When I first decided to add a knock sensor to my motorbike I went into our assembly area and made myself one, after giving it some thought I decided that as I was going to publish
the design I would use a sensor that could be sourced cheaply from any half decent vehicle breaker. The sensors I bought are Bosch part number 0261231121 and are from a Volvo
850 of some sort. There are two sensors wired into one connector, I will only be using one and so I will have a spare. These sensors seem to be advertised on eBay all the time,
I paid around £10 for them.
I spoke to a chap at Bosch UK who was unable to provide me with a datasheet for that particular part but who explained that
the sensors were much the same except for mountings and wiring. I did obtain a datasheet for a 0261231006 sensor
from the web which defines all the required parameters and at the time I was fortunate enough to have access to all the equipment required to test a knock sensor so I could easily
verify that the information was correct.
It is extremely important to mount the sensor to a flat and very rigid surface because surface irregularities or flex in the mounting will
cause unwanted resonances, the datasheet for the sensor will specify the required flatness. It is also important to make due regard to the orientation of the sensor,
these sensors are highly directional. In this instance I had to machine an adapter stud to bolt the sensor directly to the shaker table because my first tests with several different
adapters bolted together adapter were very disappointing. When mounting a sensor a smear of grease on the contact face can improve
the performance but this wasn't necessary in this case. There is also a special glue that we use that 'fills in the gaps", this might help
if the sensor was mounted to a non-machined location on an engine (such as an existing boss).

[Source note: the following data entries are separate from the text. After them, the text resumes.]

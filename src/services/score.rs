use crate::models::detection::{Rarity, SiteIcon, SiteKind};
use crate::models::effect::{EvaluatedEffect, ScoreBreakdown};

/// Flat dice-total bonus and multiplier contribution of one site icon.
pub fn site_effect(kind: SiteKind, rarity: Rarity) -> (i32, f64) {
    use Rarity::*;
    use SiteKind::*;
    match (kind, rarity) {
        (Bonus, Common) => (3, 0.0),
        (Bonus, Rare) => (6, 0.0),
        (Bonus, Epic) => (9, 0.0),
        (Bonus, Unique) => (12, 0.0),
        (Bonus, Legendry) => (15, 0.0),

        (BonusMultiplier, Common) => (1, 1.4),
        (BonusMultiplier, Rare) => (1, 1.6),
        (BonusMultiplier, Epic) => (1, 1.8),
        (BonusMultiplier, Unique) => (1, 2.0),
        (BonusMultiplier, Legendry) => (1, 2.2),

        (Multiplier, Common) => (0, 1.2),
        (Multiplier, Rare) => (0, 1.4),
        (Multiplier, Epic) => (0, 1.6),
        (Multiplier, Unique) => (0, 1.8),
        (Multiplier, Legendry) => (0, 2.0),

        (PenaltyMultiplier, Common) => (-1, 1.6),
        (PenaltyMultiplier, Rare) => (-1, 1.8),
        (PenaltyMultiplier, Epic) => (-1, 2.0),
        (PenaltyMultiplier, Unique) => (-1, 2.2),
        (PenaltyMultiplier, Legendry) => (-1, 2.4),
    }
}

/// Fold dice, site icons, and active rule effects into one breakdown.
///
/// Multipliers are additive among themselves; when nothing contributes a
/// multiplier the factor stays at 1.0. The final score truncates toward
/// negative infinity, matching the in-game display.
pub fn compose(dice: &[u8], sites: &[SiteIcon], effects: &[EvaluatedEffect]) -> ScoreBreakdown {
    let base_sum: i32 = dice.iter().map(|&v| v as i32).sum();

    let mut total_bonus = 0i32;
    let mut multiplier_sum = 0.0f64;

    for site in sites {
        let (bonus, multiplier) = site_effect(site.kind, site.rarity);
        total_bonus += bonus;
        multiplier_sum += multiplier;
    }
    for effect in effects.iter().filter(|e| e.is_active) {
        total_bonus += effect.effect.dice_total_delta;
        multiplier_sum += effect.effect.multiplier_delta;
    }

    let final_multiplier = if multiplier_sum > 0.0 {
        multiplier_sum
    } else {
        1.0
    };
    let final_score = ((base_sum + total_bonus) as f64 * final_multiplier).floor() as i64;

    ScoreBreakdown {
        base_sum,
        total_bonus,
        final_multiplier,
        final_score,
    }
}
use crate::models::detection::{BoundingBox, Rarity};
use image::RgbImage;

/// Reference mean colors sampled from the site icon art, one per rarity.
pub const RARITY_COLORS: [(Rarity, [u8; 3]); 5] = [
    (Rarity::Common, [120, 120, 110]),
    (Rarity::Unique, [215, 140, 60]),
    (Rarity::Legendry, [80, 190, 80]),
    (Rarity::Rare, [80, 150, 155]),
    (Rarity::Epic, [145, 100, 155]),
];

/// Classify a detected site icon by the mean color of its central window.
///
/// The window is a half-size box centered inside the detection, which keeps
/// the border art out of the average. Returns the nearest reference rarity
/// (Euclidean distance in RGB) along with the sampled mean. Degenerate
/// windows fall back to Common with a zero sample.
pub fn sample_rarity(frame: &RgbImage, bbox: &BoundingBox) -> (Rarity, [u8; 3]) {
    let inner_w = (bbox.width as f64 * 0.5).floor() as u32;
    let inner_h = (bbox.height as f64 * 0.5).floor() as u32;
    let inner_x = bbox.x + (bbox.width - inner_w) / 2;
    let inner_y = bbox.y + (bbox.height - inner_h) / 2;

    let x_end = (inner_x + inner_w).min(frame.width());
    let y_end = (inner_y + inner_h).min(frame.height());
    if inner_x >= x_end || inner_y >= y_end {
        return (Rarity::Common, [0, 0, 0]);
    }

    let mut sums = [0f64; 3];
    let mut count = 0f64;
    for y in inner_y..y_end {
        for x in inner_x..x_end {
            let px = frame.get_pixel(x, y);
            sums[0] += px[0] as f64;
            sums[1] += px[1] as f64;
            sums[2] += px[2] as f64;
            count += 1.0;
        }
    }

    let mean = [
        (sums[0] / count).round() as u8,
        (sums[1] / count).round() as u8,
        (sums[2] / count).round() as u8,
    ];
    (classify(mean), mean)
}

/// Nearest reference rarity for a mean color.
pub fn classify(color: [u8; 3]) -> Rarity {
    let mut best = Rarity::Common;
    let mut best_dist = f64::MAX;
    for (rarity, reference) in RARITY_COLORS {
        let dist = distance_sq(color, reference);
        if dist < best_dist {
            best_dist = dist;
            best = rarity;
        }
    }
    best
}

fn distance_sq(a: [u8; 3], b: [u8; 3]) -> f64 {
    (0..3)
        .map(|i| {
            let d = a[i] as f64 - b[i] as f64;
            d * d
        })
        .sum()
}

The sensor output was fed directly into the analyser (high impedance) to avoid loading the sensor andtThe analyser was set up to perform a frequency sweep at 1g between 1kHz and 25kHz.
The result is shown below:
The result is as expected, the sensor response is relatively linear over the 3kHz to 15kHz range. The output voltage is very close to the 26mV/g at 5kHz quoted, this is quite pleasing
because the datasheet quotes a large tolerance on this. Both sensors were very similar although they would, obviously, be expected to be from the same batch. It should be noted that the
resonant peak seen at just below 25kHz is the first resonant peak, there may be others of a higher magnitude further up the frequency range which is why correct filtering of the signal is
I don't have any intention of using this interface on my system but I've seen a few comments about it around the web so I thought I'd
pick one up and analyse it. I'm not going to publish the circuitry because it is copyright, its also so cheap that you'd have to be extremely
tight to begrudge paying the money. I will publish the block diagram because I'm too lazy to draw it out and because its fairly standard stuff.
I have to stress that the Jaycar circuit is not a knock detector as such, it is a signal conditioning interface for a knock sensor.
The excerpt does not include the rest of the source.